Mark Baker says that the purpose of all communication is to change behavior. It’s hard to argue with that, especially because Mark defines the phrase change behavior pretty broadly. I think that influence might be a more suitable word. But that’s a small point, and overall I agree with Mark’s assertion.
But here’s the thing. Whether our writing is designed to influence people or to change their behavior, we have to remain constantly vigilant for unintended consequences.
Case in point: A certain, ahem, medical product is marketed heavily in the U.S. through television and print ads. I won’t write the product’s name lest I draw unwanted search engine traffic. But it’s pronounced “See Alice.”
Whenever I see one of those ads, my mind plays a little game. Specifically, it plugs the product name into the opening lines of Jefferson Airplane’s song White Rabbit :
One pill makes you larger.
And one pill makes you small.
And the ones that mother gives you don’t do anything at all.

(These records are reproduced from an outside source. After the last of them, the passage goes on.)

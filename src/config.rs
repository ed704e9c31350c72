//! Producer and consumer configuration
//!
//! Both configs deserialize from YAML with every field optional; missing
//! fields take the defaults below. Durations are written in milliseconds.
//!
//! ```yaml
//! # sender.yaml
//! port: 9999
//! width: 1280
//! height: 720
//! fps: 25
//! quality: 70
//! ```

use serde::{Deserialize, Serialize};
use std::path::Path;
use std::time::Duration;

use crate::connection::{ReceiverOptions, RetryPolicy, SenderOptions};
use crate::types::Quality;
use crate::wire::{DEFAULT_MAX_FRAME_LEN, MAX_FRAME_LEN_LIMIT};
use crate::{Result, StreamError};

/// Highest frame rate the producer accepts
pub const MAX_FPS: u32 = 240;

fn join_host_port(host: &str, port: u16) -> String {
    if host.contains(':') && !host.starts_with('[') {
        format!("[{}]:{}", host, port)
    } else {
        format!("{}:{}", host, port)
    }
}

fn load_yaml<T: serde::de::DeserializeOwned>(path: &Path) -> Result<T> {
    let text = std::fs::read_to_string(path)
        .map_err(|e| StreamError::ConfigFile { path: path.to_path_buf(), source: Box::new(e) })?;
    serde_yaml_ng::from_str(&text)
        .map_err(|e| StreamError::ConfigFile { path: path.to_path_buf(), source: Box::new(e) })
}

/// Producer settings
#[derive(Debug, Clone, PartialEq, Serialize, Deserialize)]
#[serde(default, deny_unknown_fields)]
pub struct SenderConfig {
    /// Address to listen on
    pub host: String,
    /// Port to listen on (0 picks a free port)
    pub port: u16,
    /// Capture device selector
    pub device: u32,
    pub width: u32,
    pub height: u32,
    /// Target acquisition rate
    pub fps: u32,
    pub quality: Quality,
    /// Frames held between acquisition and the network
    pub buffer_capacity: usize,
    /// Pending connections queued while a consumer is being served
    pub backlog: u32,
    pub write_timeout_ms: u64,
    /// Throughput log interval in frames (0 disables)
    pub report_every: u64,
}

impl Default for SenderConfig {
    fn default() -> Self {
        Self {
            host: "0.0.0.0".to_string(),
            port: 9999,
            device: 0,
            width: 640,
            height: 480,
            fps: 30,
            quality: Quality::default(),
            buffer_capacity: 30,
            backlog: 5,
            write_timeout_ms: 5_000,
            report_every: 100,
        }
    }
}

impl SenderConfig {
    /// Parse from a YAML document and validate
    pub fn from_yaml_str(yaml: &str) -> Result<Self> {
        let config: Self =
            serde_yaml_ng::from_str(yaml).map_err(|e| StreamError::config("yaml", e.to_string()))?;
        config.validate()?;
        Ok(config)
    }

    /// Load from a YAML file and validate
    pub fn from_yaml_file(path: impl AsRef<Path>) -> Result<Self> {
        let config: Self = load_yaml(path.as_ref())?;
        config.validate()?;
        Ok(config)
    }

    pub fn validate(&self) -> Result<()> {
        if self.host.is_empty() {
            return Err(StreamError::config("host", "must not be empty"));
        }
        if self.width == 0 || self.height == 0 {
            return Err(StreamError::config(
                "width/height",
                format!("{}x{} has zero area", self.width, self.height),
            ));
        }
        if !(1..=MAX_FPS).contains(&self.fps) {
            return Err(StreamError::config("fps", format!("{} is outside 1..={}", self.fps, MAX_FPS)));
        }
        if self.buffer_capacity == 0 {
            return Err(StreamError::config("buffer_capacity", "must be at least 1"));
        }
        if self.backlog == 0 {
            return Err(StreamError::config("backlog", "must be at least 1"));
        }
        if self.write_timeout_ms == 0 {
            return Err(StreamError::config("write_timeout_ms", "must be positive"));
        }
        Ok(())
    }

    /// `host:port` to bind
    pub fn addr(&self) -> String {
        join_host_port(&self.host, self.port)
    }

    /// Target time between captures
    pub fn frame_interval(&self) -> Duration {
        Duration::from_secs_f64(1.0 / self.fps.max(1) as f64)
    }

    pub fn sender_options(&self) -> SenderOptions {
        SenderOptions {
            write_timeout: Duration::from_millis(self.write_timeout_ms),
            report_every: self.report_every,
            ..SenderOptions::default()
        }
    }
}

/// Consumer settings
#[derive(Debug, Clone, PartialEq, Eq, Serialize, Deserialize)]
#[serde(default, deny_unknown_fields)]
pub struct ReceiverConfig {
    /// Producer address
    pub host: String,
    pub port: u16,
    /// Frames held between the network and presentation
    pub buffer_capacity: usize,
    /// Retries after the first failed connect
    pub max_retries: u32,
    pub retry_delay_ms: u64,
    pub connect_timeout_ms: u64,
    /// Largest payload accepted from the wire
    pub max_frame_len: u64,
    /// Throughput log interval in frames (0 disables)
    pub report_every: u64,
}

impl Default for ReceiverConfig {
    fn default() -> Self {
        Self {
            host: "127.0.0.1".to_string(),
            port: 9999,
            buffer_capacity: 10,
            max_retries: 4,
            retry_delay_ms: 2_000,
            connect_timeout_ms: 5_000,
            max_frame_len: DEFAULT_MAX_FRAME_LEN,
            report_every: 100,
        }
    }
}

impl ReceiverConfig {
    /// Parse from a YAML document and validate
    pub fn from_yaml_str(yaml: &str) -> Result<Self> {
        let config: Self =
            serde_yaml_ng::from_str(yaml).map_err(|e| StreamError::config("yaml", e.to_string()))?;
        config.validate()?;
        Ok(config)
    }

    /// Load from a YAML file and validate
    pub fn from_yaml_file(path: impl AsRef<Path>) -> Result<Self> {
        let config: Self = load_yaml(path.as_ref())?;
        config.validate()?;
        Ok(config)
    }

    pub fn validate(&self) -> Result<()> {
        if self.host.is_empty() {
            return Err(StreamError::config("host", "must not be empty"));
        }
        if self.port == 0 {
            return Err(StreamError::config("port", "must name the producer's port"));
        }
        if self.buffer_capacity == 0 {
            return Err(StreamError::config("buffer_capacity", "must be at least 1"));
        }
        if self.connect_timeout_ms == 0 {
            return Err(StreamError::config("connect_timeout_ms", "must be positive"));
        }
        if self.max_frame_len == 0 {
            return Err(StreamError::config("max_frame_len", "must be positive"));
        }
        if self.max_frame_len > MAX_FRAME_LEN_LIMIT {
            return Err(StreamError::config(
                "max_frame_len",
                format!("must be at most {} bytes", MAX_FRAME_LEN_LIMIT),
            ));
        }
        Ok(())
    }

    /// `host:port` of the producer
    pub fn addr(&self) -> String {
        join_host_port(&self.host, self.port)
    }

    pub fn retry_policy(&self) -> RetryPolicy {
        RetryPolicy {
            max_retries: self.max_retries,
            retry_delay: Duration::from_millis(self.retry_delay_ms),
            connect_timeout: Duration::from_millis(self.connect_timeout_ms),
        }
    }

    pub fn receiver_options(&self) -> ReceiverOptions {
        ReceiverOptions { max_frame_len: self.max_frame_len, report_every: self.report_every }
    }
}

Go see Alice, when she’s ten feet tall.
Images from Alice’s Adventures in Wonderland float through my brain. Sometimes an earworm lingers in my head for a while — a pleasant one, since I like the song.

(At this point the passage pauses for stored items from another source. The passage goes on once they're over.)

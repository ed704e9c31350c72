//! Consumer process: receiver → buffer → decompression → presentation

use futures::Stream;
use std::sync::Arc;
use std::time::{Duration, Instant};
use tokio::sync::watch;
use tokio_util::sync::CancellationToken;
use tracing::{debug, info, warn};

use super::{JOIN_BUDGET, join_with_budget};
use crate::Result;
use crate::buffer::{BufferError, FrameBuffer};
use crate::config::ReceiverConfig;
use crate::connection::{NetworkReceiver, ReceiverState, SessionEnd};
use crate::stage::{Decompressor, Overlay, Presenter, PresenterControl};
use crate::stats::{PipelineStats, StatsSnapshot, log_summary};

/// Frames buffered before playback starts (capped at the buffer capacity)
pub const PREBUFFER_FRAMES: usize = 3;

/// How long one presentation `get` waits before checking for shutdown again
pub const PRESENT_GET_TIMEOUT: Duration = Duration::from_secs(1);

const PREBUFFER_POLL: Duration = Duration::from_millis(10);

/// Display rate over one-second windows
#[derive(Debug)]
struct DisplayRate {
    window_start: Instant,
    window_frames: u64,
    fps: f64,
}

impl DisplayRate {
    fn new(now: Instant) -> Self {
        Self { window_start: now, window_frames: 0, fps: 0.0 }
    }

    /// Count a displayed frame; the rate is recomputed once per second.
    fn tick(&mut self, now: Instant) -> f64 {
        self.window_frames += 1;
        let elapsed = now.saturating_duration_since(self.window_start);
        if elapsed >= Duration::from_secs(1) {
            self.fps = self.window_frames as f64 / elapsed.as_secs_f64();
            self.window_frames = 0;
            self.window_start = now;
        }
        self.fps
    }
}

/// Final consumer counters
#[derive(Debug)]
pub struct ConsumerSummary {
    /// Frames and bytes taken off the wire
    pub received: StatsSnapshot,
    /// Frames presented; `skipped` counts frames that failed to decompress
    pub displayed: StatsSnapshot,
    /// Frames evicted from the buffer before presentation reached them
    pub dropped: u64,
    /// How the producer session ended, if the receiver finished in time
    pub session_end: Option<SessionEnd>,
}

/// Consumer pipeline: one session, then done
pub struct Consumer<D, P> {
    config: ReceiverConfig,
    decompressor: D,
    presenter: P,
    receiver: NetworkReceiver,
}

impl<D, P> Consumer<D, P>
where
    D: Decompressor,
    P: Presenter,
{
    pub fn new(config: ReceiverConfig, decompressor: D, presenter: P) -> Self {
        let receiver = NetworkReceiver::new(config.receiver_options());
        Self { config, decompressor, presenter, receiver }
    }

    /// Watch receiver for the network receiver's state
    pub fn subscribe(&self) -> watch::Receiver<ReceiverState> {
        self.receiver.subscribe()
    }

    /// Receiver state changes as a stream
    pub fn state_updates(&self) -> impl Stream<Item = ReceiverState> + 'static {
        self.receiver.state_updates()
    }

    /// Connect, then present frames until the session ends, the presenter
    /// quits or `cancel` fires.
    ///
    /// Teardown uses a child of `cancel`, so the caller's token is never
    /// cancelled by this call.
    ///
    /// Fails with [`StreamError::RetriesExhausted`](crate::StreamError::RetriesExhausted)
    /// if the producer can't be reached, or `Cancelled` if shutdown came first.
    pub async fn run(self, cancel: CancellationToken) -> Result<ConsumerSummary> {
        let Consumer { config, decompressor, mut presenter, receiver } = self;
        config.validate()?;
        let cancel = cancel.child_token();

        let addr = config.addr();
        let buffer = Arc::new(FrameBuffer::new(config.buffer_capacity)?);
        let received = Arc::new(PipelineStats::new());

        let (stream, peer) =
            receiver.connect(&addr, &config.retry_policy(), &cancel).await.into_result(&addr)?;
        info!("Receiving from {} into a {} frame buffer", peer, config.buffer_capacity);

        let receiver_task = tokio::spawn(receiver.run(
            stream,
            Arc::clone(&buffer),
            Arc::clone(&received),
            cancel.clone(),
        ));

        let displayed = PipelineStats::new();
        present(&decompressor, &mut presenter, &buffer, &displayed, &cancel).await;

        cancel.cancel();
        let session_end = join_with_budget("receiver", receiver_task, JOIN_BUDGET).await;
        presenter.close();

        let summary = ConsumerSummary {
            received: received.snapshot(),
            displayed: displayed.snapshot(),
            dropped: buffer.dropped(),
            session_end,
        };
        log_summary("Received", &summary.received);
        log_summary("Displayed", &summary.displayed);
        info!(
            dropped = summary.dropped,
            corrupt = summary.displayed.skipped,
            "{} frames evicted before display, {} failed to decompress",
            summary.dropped,
            summary.displayed.skipped
        );
        Ok(summary)
    }
}

/// Wait for the pre-buffer to fill, or for the stream to end first.
async fn prebuffer(buffer: &FrameBuffer, cancel: &CancellationToken) {
    let target = PREBUFFER_FRAMES.min(buffer.capacity());
    info!("Buffering {} frames before playback", target);
    while buffer.size() < target && !buffer.is_closed() {
        tokio::select! {
            biased;
            _ = cancel.cancelled() => return,
            _ = tokio::time::sleep(PREBUFFER_POLL) => {}
        }
    }
    debug!("Pre-buffer ready with {} frames", buffer.size());
}

/// Foreground presentation loop
async fn present<D, P>(
    decompressor: &D,
    presenter: &mut P,
    buffer: &FrameBuffer,
    displayed: &PipelineStats,
    cancel: &CancellationToken,
) where
    D: Decompressor,
    P: Presenter,
{
    prebuffer(buffer, cancel).await;
    let mut rate = DisplayRate::new(Instant::now());

    loop {
        let next = tokio::select! {
            biased;
            _ = cancel.cancelled() => break,
            next = buffer.get(PRESENT_GET_TIMEOUT) => next,
        };
        let frame = match next {
            Ok(frame) => frame,
            Err(BufferError::Empty) => {
                debug!("No frame for {:?}, waiting", PRESENT_GET_TIMEOUT);
                continue;
            }
            Err(BufferError::Closed) => {
                info!("Stream ended and buffer drained");
                break;
            }
        };

        let image = match decompressor.decompress(&frame) {
            Ok(image) => image,
            Err(e) => {
                displayed.record_skip();
                warn!("Dropping frame that failed to decompress: {}", e);
                continue;
            }
        };

        let frames_displayed = displayed.record_frame(frame.len() as u64);
        let overlay = Overlay {
            display_fps: rate.tick(Instant::now()),
            buffered: buffer.size(),
            capacity: buffer.capacity(),
            frames_displayed,
        };

        match presenter.render(&image, &overlay) {
            Ok(PresenterControl::Continue) => {}
            Ok(PresenterControl::Quit) => {
                info!("Quit requested by presenter");
                break;
            }
            Err(e) => warn!("Render failed: {}", e),
        }
    }
}

#[cfg(test)]
mod tests {
    use super::*;
    use crate::StreamError;
    use crate::stages::DeflateCodec;
    use crate::test_utils::{RecordingPresenter, closed_port, solid_image};
    use crate::stage::Compressor;
    use crate::types::{Frame, Quality};
    use crate::wire::encode;
    use tokio::io::AsyncWriteExt;

    #[test]
    fn display_rate_updates_once_per_second() {
        let start = Instant::now();
        let mut rate = DisplayRate::new(start);
        for i in 1..30 {
            assert_eq!(rate.tick(start + Duration::from_millis(i * 33)), 0.0);
        }
        let fps = rate.tick(start + Duration::from_secs(1));
        assert!((fps - 30.0).abs() < 0.01, "fps = {fps}");
        assert_eq!(rate.tick(start + Duration::from_millis(1100)), fps);
    }

    fn config_for(port: u16) -> ReceiverConfig {
        ReceiverConfig {
            port,
            max_retries: 0,
            retry_delay_ms: 10,
            connect_timeout_ms: 1_000,
            ..ReceiverConfig::default()
        }
    }

    async fn serve_frames(frames: Vec<Frame>) -> (u16, tokio::task::JoinHandle<()>) {
        let listener = tokio::net::TcpListener::bind("127.0.0.1:0").await.unwrap();
        let port = listener.local_addr().unwrap().port();
        let task = tokio::spawn(async move {
            let (mut socket, _) = listener.accept().await.unwrap();
            for frame in &frames {
                socket.write_all(&encode(frame)).await.unwrap();
            }
            socket.shutdown().await.unwrap();
        });
        (port, task)
    }

    #[tokio::test]
    async fn presents_every_frame_then_ends_with_the_session() {
        let codec = DeflateCodec::default();
        let mut frames: Vec<Frame> = (0..6u8)
            .map(|v| codec.compress(&solid_image(4, 4, v * 10), Quality::MAX).unwrap())
            .collect();
        frames.insert(3, Frame::from(b"not a frame".to_vec()));
        let (port, server) = serve_frames(frames).await;

        let presenter = RecordingPresenter::new(None);
        let recorded = presenter.recorded();
        let summary = Consumer::new(config_for(port), codec, presenter)
            .run(CancellationToken::new())
            .await
            .unwrap();
        server.await.unwrap();

        let recorded = recorded.lock().unwrap();
        let values: Vec<u8> = recorded.images.iter().map(|img| img.pixels()[0]).collect();
        assert_eq!(values, vec![0, 10, 20, 30, 40, 50]);
        assert!(recorded.closed);
        assert_eq!(recorded.overlays.last().unwrap().frames_displayed, 6);
        assert_eq!(recorded.overlays[0].capacity, 10);

        assert_eq!(summary.received.frames, 7);
        assert_eq!(summary.displayed.frames, 6);
        assert_eq!(summary.displayed.skipped, 1);
        assert!(matches!(
            summary.session_end,
            Some(SessionEnd::Disconnected(StreamError::ConnectionClosed { .. }))
        ));
    }

    #[tokio::test]
    async fn presenter_quit_ends_the_pipeline() {
        let listener = tokio::net::TcpListener::bind("127.0.0.1:0").await.unwrap();
        let port = listener.local_addr().unwrap().port();
        let server = tokio::spawn(async move {
            let (mut socket, _) = listener.accept().await.unwrap();
            let codec = DeflateCodec::default();
            for v in (0..=u8::MAX).cycle() {
                let frame = codec.compress(&solid_image(2, 2, v), Quality::MAX).unwrap();
                if socket.write_all(&encode(&frame)).await.is_err() {
                    break;
                }
                tokio::time::sleep(Duration::from_millis(5)).await;
            }
        });

        let presenter = RecordingPresenter::new(Some(4));
        let recorded = presenter.recorded();
        let cancel = CancellationToken::new();
        let summary = tokio::time::timeout(
            Duration::from_secs(10),
            Consumer::new(config_for(port), DeflateCodec::default(), presenter).run(cancel.clone()),
        )
        .await
        .unwrap()
        .unwrap();

        assert!(!cancel.is_cancelled(), "caller's token must stay live");
        assert_eq!(recorded.lock().unwrap().images.len(), 4);
        assert!(matches!(summary.session_end, Some(SessionEnd::Cancelled)));
        server.abort();
    }

    #[tokio::test]
    async fn caller_cancellation_still_stops_the_consumer() {
        let listener = tokio::net::TcpListener::bind("127.0.0.1:0").await.unwrap();
        let port = listener.local_addr().unwrap().port();
        let server = tokio::spawn(async move {
            let (socket, _) = listener.accept().await.unwrap();
            tokio::time::sleep(Duration::from_secs(30)).await;
            drop(socket);
        });

        let cancel = CancellationToken::new();
        let consumer = Consumer::new(config_for(port), DeflateCodec::default(), RecordingPresenter::new(None));
        let mut state = consumer.subscribe();
        let run = tokio::spawn(consumer.run(cancel.clone()));

        tokio::time::timeout(
            Duration::from_secs(5),
            state.wait_for(|s| matches!(s, ReceiverState::Connected { .. })),
        )
        .await
        .unwrap()
        .unwrap();
        cancel.cancel();

        let summary = tokio::time::timeout(Duration::from_secs(5), run).await.unwrap().unwrap().unwrap();
        assert!(matches!(summary.session_end, Some(SessionEnd::Cancelled)));
        server.abort();
    }

    #[tokio::test]
    async fn unreachable_producer_is_fatal() {
        let consumer = Consumer::new(
            config_for(closed_port()),
            DeflateCodec::default(),
            RecordingPresenter::new(None),
        );
        let mut state = consumer.subscribe();
        let err = consumer.run(CancellationToken::new()).await.unwrap_err();

        assert!(matches!(err, StreamError::RetriesExhausted { attempts: 1, .. }));
        assert_eq!(*state.borrow_and_update(), ReceiverState::Closed);
    }
}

It’s harmless fun. Except that it’s so completely not what the drug manufacturer had in mind when they set out to change my behavior.
So, boys and girls, here’s the moral of the story. Writing is powerful: it influences people. Before you hit the Publish button, make sure that your writing will influence people in the way you want. Otherwise you’re apt to lead your readers down a rabbit hole.